In addition to getting their financial statements, attest audit financial statements themselves, they will then have a list of about seven or eight points which the auditor adds his opinion to; in other words, did they comply with the Public Tender Act? The auditor answers 'yes or no' and then the auditor issues an opinion back to the Department of Health.

That really would go a long way to strengthen accountability in an independent format, that is basically what we are talking about; we are not talking about criticizing in any way, shape or form, any financial statements that come in from the school boards, we would address that behind the scenes afterwards, but that is not the criticism. The criticism is that there is another part of this process. Now the other thing I might add, and I am not sure if it came out clearly yesterday, is that the Auditor General's office has the capabilities to do that, but if you put the Auditor General to doing that, then he really becomes part of the system, because really, that should be part of the system in the Department of Education and the Auditor General should then be in a position to just review that.

That should be done by someone entirely, and I am saying to you that while the office may have the capability of doing it, it should not, in our opinion, be the one who should do it; it should be part of a control system within the Department of Education itself, they should be controlling their own money.
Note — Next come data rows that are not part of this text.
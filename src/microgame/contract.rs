//! The contract every microgame implements.

use std::time::Duration;

use super::{MicrogameOutcome, MicrogameTicket};
use crate::core::ChallengeId;

/// A single timed challenge.
///
/// The host creates the microgame when its screen becomes active, hands it
/// the ticket from [`Orchestrator::begin_selected_challenge`], then calls
/// [`Microgame::update`] every frame until it yields an outcome. That first
/// outcome is forwarded to [`Orchestrator::report_outcome`].
///
/// ## Implementation Notes
///
/// - `update` must return `Some` at most once per ticket. Parking the ticket
///   in an [`OutcomeSlot`](super::OutcomeSlot) gives this for free.
/// - Running out of time is a loss, not a missing outcome.
///
/// [`Orchestrator::begin_selected_challenge`]: crate::Orchestrator::begin_selected_challenge
/// [`Orchestrator::report_outcome`]: crate::Orchestrator::report_outcome
pub trait Microgame {
    /// The catalog entry this microgame implements.
    ///
    /// [`Orchestrator::update_microgame`](crate::Orchestrator::update_microgame)
    /// only advances the microgame while this is the active challenge.
    fn challenge_id(&self) -> &ChallengeId;

    /// Begin a play. Called once, before the first `update`.
    fn start(&mut self, ticket: MicrogameTicket);

    /// Advance by `elapsed` since the previous call.
    ///
    /// Returns the play's outcome on the frame it is decided.
    fn update(&mut self, elapsed: Duration) -> Option<MicrogameOutcome>;
}
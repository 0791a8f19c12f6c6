//! Restricted-patient data: people discharged to an external hospital who remain on the
//! custodial record.

use chrono::NaiveDate;
use serde::{Deserialize, Serialize};

/// Restricted-patient details as supplied by the restricted-patients service.
#[derive(Clone, Debug, Default, Deserialize, Serialize, PartialEq, Eq)]
#[serde(rename_all = "camelCase")]
pub struct RestrictedPatient {
    pub supporting_prison_id: Option<String>,
    pub discharged_hospital: Option<Agency>,
    pub discharge_date: Option<NaiveDate>,
    pub discharge_details: Option<String>,
}

#[derive(Clone, Debug, Deserialize, Serialize, PartialEq, Eq)]
#[serde(rename_all = "camelCase")]
pub struct Agency {
    pub agency_id: String,
    pub description: Option<String>,
}

impl RestrictedPatient {
    pub fn hospital_id(&self) -> Option<String> {
        self.discharged_hospital
            .as_ref()
            .map(|hospital| hospital.agency_id.clone())
    }

    pub fn hospital_description(&self) -> Option<&str> {
        self.discharged_hospital
            .as_ref()
            .and_then(|hospital| hospital.description.as_deref())
    }
}

/// Location text for the document.
///
/// For a restricted patient with a known hospital the discharge is appended to the source
/// location (`"Outside - released from Moorland - discharged to Rampton"`); otherwise the
/// source text is used unchanged.
pub fn location_description(
    source: Option<&str>,
    restricted_patient: Option<&RestrictedPatient>,
) -> Option<String> {
    let hospital = restricted_patient.and_then(RestrictedPatient::hospital_description);
    match (source, hospital) {
        (Some(location), Some(hospital)) => Some(format!("{location} - discharged to {hospital}")),
        (None, Some(hospital)) => Some(format!("discharged to {hospital}")),
        (location, None) => location.map(str::to_string),
    }
}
I do not know if you follow what I mean, Mr. Chairman, but that just addresses the two points that came as a result of your opening discussion on deficits and on financial statements.

MR. CHAIRMAN: Mr. Breen.

MR. BREEN: From my own experience before we are given permission to do any capital works we have to have the approval of both the Department and the DECs, the appropriate education council. And there is a number of tests that go into that particular discretion, one of which is adherence to the Public Tendering Act. My own school board had a school construction in the Goulds in 1987, and because one of the sub-trades was not adhering to some little nuance within the Public Tendering Act, that project was put on hold for something like two months until the Department of Development - is it the Department of Development that had the Public Tendering Act?
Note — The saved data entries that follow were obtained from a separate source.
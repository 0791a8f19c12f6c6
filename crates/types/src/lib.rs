//! Validated identity types shared across the indexer crates.
//!
//! A booking record can only be translated once both of its identity fields are known:
//! the prisoner number (the document key) and the booking id (used for incentive lookups
//! and for filtering offence history and sentence terms to the current booking).

use std::fmt;

/// Errors that can occur when creating validated identity types.
#[derive(Debug, thiserror::Error, PartialEq, Eq)]
pub enum TypeError {
    /// The prisoner number was empty or contained only whitespace.
    #[error("prisoner number cannot be empty")]
    EmptyPrisonerNumber,

    /// The booking id was zero or negative.
    #[error("booking id must be positive, got {0}")]
    NonPositiveBookingId(i64),
}

/// A prisoner number, for example `A1234AA`.
///
/// Input is trimmed and uppercased during construction so that the same person always
/// produces the same document key.
#[derive(Debug, Clone, PartialEq, Eq, Hash)]
pub struct PrisonerNumber(String);

impl PrisonerNumber {
    /// Creates a new `PrisonerNumber` from the given input.
    ///
    /// # Errors
    ///
    /// Returns [`TypeError::EmptyPrisonerNumber`] if the trimmed input is empty.
    pub fn new(input: impl AsRef<str>) -> Result<Self, TypeError> {
        let trimmed = input.as_ref().trim();
        if trimmed.is_empty() {
            return Err(TypeError::EmptyPrisonerNumber);
        }
        Ok(Self(trimmed.to_ascii_uppercase()))
    }

    /// Returns the inner string as a string slice.
    pub fn as_str(&self) -> &str {
        &self.0
    }
}

impl fmt::Display for PrisonerNumber {
    fn fmt(&self, f: &mut fmt::Formatter<'_>) -> fmt::Result {
        f.write_str(&self.0)
    }
}

impl AsRef<str> for PrisonerNumber {
    fn as_ref(&self) -> &str {
        &self.0
    }
}

impl serde::Serialize for PrisonerNumber {
    fn serialize<S>(&self, serializer: S) -> Result<S::Ok, S::Error>
    where
        S: serde::Serializer,
    {
        serializer.serialize_str(&self.0)
    }
}

impl<'de> serde::Deserialize<'de> for PrisonerNumber {
    fn deserialize<D>(deserializer: D) -> Result<Self, D::Error>
    where
        D: serde::Deserializer<'de>,
    {
        let s = String::deserialize(deserializer)?;
        PrisonerNumber::new(&s).map_err(serde::de::Error::custom)
    }
}

/// Identifier of a single custodial episode (booking) in the source-of-record system.
#[derive(Debug, Clone, Copy, PartialEq, Eq, Hash, PartialOrd, Ord)]
pub struct BookingId(i64);

impl BookingId {
    /// Creates a new `BookingId`.
    ///
    /// # Errors
    ///
    /// Returns [`TypeError::NonPositiveBookingId`] for zero or negative values; the source
    /// system allocates booking ids from a positive sequence.
    pub fn new(value: i64) -> Result<Self, TypeError> {
        if value <= 0 {
            return Err(TypeError::NonPositiveBookingId(value));
        }
        Ok(Self(value))
    }

    pub fn value(self) -> i64 {
        self.0
    }
}

impl fmt::Display for BookingId {
    fn fmt(&self, f: &mut fmt::Formatter<'_>) -> fmt::Result {
        write!(f, "{}", self.0)
    }
}

impl serde::Serialize for BookingId {
    fn serialize<S>(&self, serializer: S) -> Result<S::Ok, S::Error>
    where
        S: serde::Serializer,
    {
        serializer.serialize_i64(self.0)
    }
}

impl<'de> serde::Deserialize<'de> for BookingId {
    fn deserialize<D>(deserializer: D) -> Result<Self, D::Error>
    where
        D: serde::Deserializer<'de>,
    {
        let value = i64::deserialize(deserializer)?;
        BookingId::new(value).map_err(serde::de::Error::custom)
    }
}

#[cfg(test)]
mod tests {
    use super::*;

    #[test]
    fn prisoner_number_is_trimmed_and_uppercased() {
        let number = PrisonerNumber::new("  a1234aa ").expect("valid prisoner number");
        assert_eq!(number.as_str(), "A1234AA");
        assert_eq!(number.to_string(), "A1234AA");
    }

    #[test]
    fn prisoner_number_rejects_blank_input() {
        assert_eq!(
            PrisonerNumber::new("   "),
            Err(TypeError::EmptyPrisonerNumber)
        );
    }

    #[test]
    fn booking_id_rejects_non_positive_values() {
        assert_eq!(BookingId::new(0), Err(TypeError::NonPositiveBookingId(0)));
        assert_eq!(BookingId::new(-3), Err(TypeError::NonPositiveBookingId(-3)));
        assert_eq!(BookingId::new(1200).map(BookingId::value), Ok(1200));
    }

    #[test]
    fn deserialisation_validates_values() {
        let number: PrisonerNumber = serde_json::from_str("\"g4800uu\"").expect("valid");
        assert_eq!(number.as_str(), "G4800UU");

        assert!(serde_json::from_str::<PrisonerNumber>("\"\"").is_err());
        assert!(serde_json::from_str::<BookingId>("-1").is_err());
    }
}
//! Three-way result of an enrichment lookup.

use crate::{IncentivesError, IncentivesResult};

/// Result of asking a downstream service for optional enrichment data.
///
/// `NotFound` is a confirmed, current absence. `Failed` means the answer is unknown; callers
/// must not treat it as absence, or a transient outage would erase good data.
#[derive(Clone, Debug, PartialEq, Eq)]
pub enum LookupOutcome<T> {
    Found(T),
    NotFound,
    Failed(IncentivesError),
}

impl<T> LookupOutcome<T> {
    pub fn is_failed(&self) -> bool {
        matches!(self, LookupOutcome::Failed(_))
    }

    /// Borrow the found value, if any.
    pub fn found(&self) -> Option<&T> {
        match self {
            LookupOutcome::Found(value) => Some(value),
            LookupOutcome::NotFound | LookupOutcome::Failed(_) => None,
        }
    }
}

impl<T> From<IncentivesResult<Option<T>>> for LookupOutcome<T> {
    fn from(result: IncentivesResult<Option<T>>) -> Self {
        match result {
            Ok(Some(value)) => LookupOutcome::Found(value),
            Ok(None) => LookupOutcome::NotFound,
            Err(err) => LookupOutcome::Failed(err),
        }
    }
}

#[cfg(test)]
mod tests {
    use super::*;

    #[test]
    fn converts_from_result() {
        assert_eq!(LookupOutcome::from(Ok(Some(3))), LookupOutcome::Found(3));
        assert_eq!(
            LookupOutcome::<i32>::from(Ok(None)),
            LookupOutcome::NotFound
        );

        let failed = LookupOutcome::<i32>::from(Err(IncentivesError::Transport(
            "connection refused".into(),
        )));
        assert!(failed.is_failed());
        assert!(failed.found().is_none());
    }
}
AN HON. MEMBER: Works, Services and Transportation.

MR. BREEN: Works, Services and Transportation, okay. Until they were satisfied that a particular need was addressed there, we were dead in the water. We did not have the permit from the DEC nor from the Department to go ahead, and the DECs would only pay us on what they call an invoice basis. In other words we have to satisfy them that all of these checks and balances are in place and are being adhered to before any money is dispersed.

Now the second point: what I am hearing this morning is that whatever is set up with the Department to kind of tighten this whole process then I am sure if it were communicated to school boards as part of - here is a new regime that you have to adhere to and you have to fit into and report back to, then fine, but from what I am hearing from the Auditor General's Department is that the reporting is being looked at, but school boards are reporting what they have to report.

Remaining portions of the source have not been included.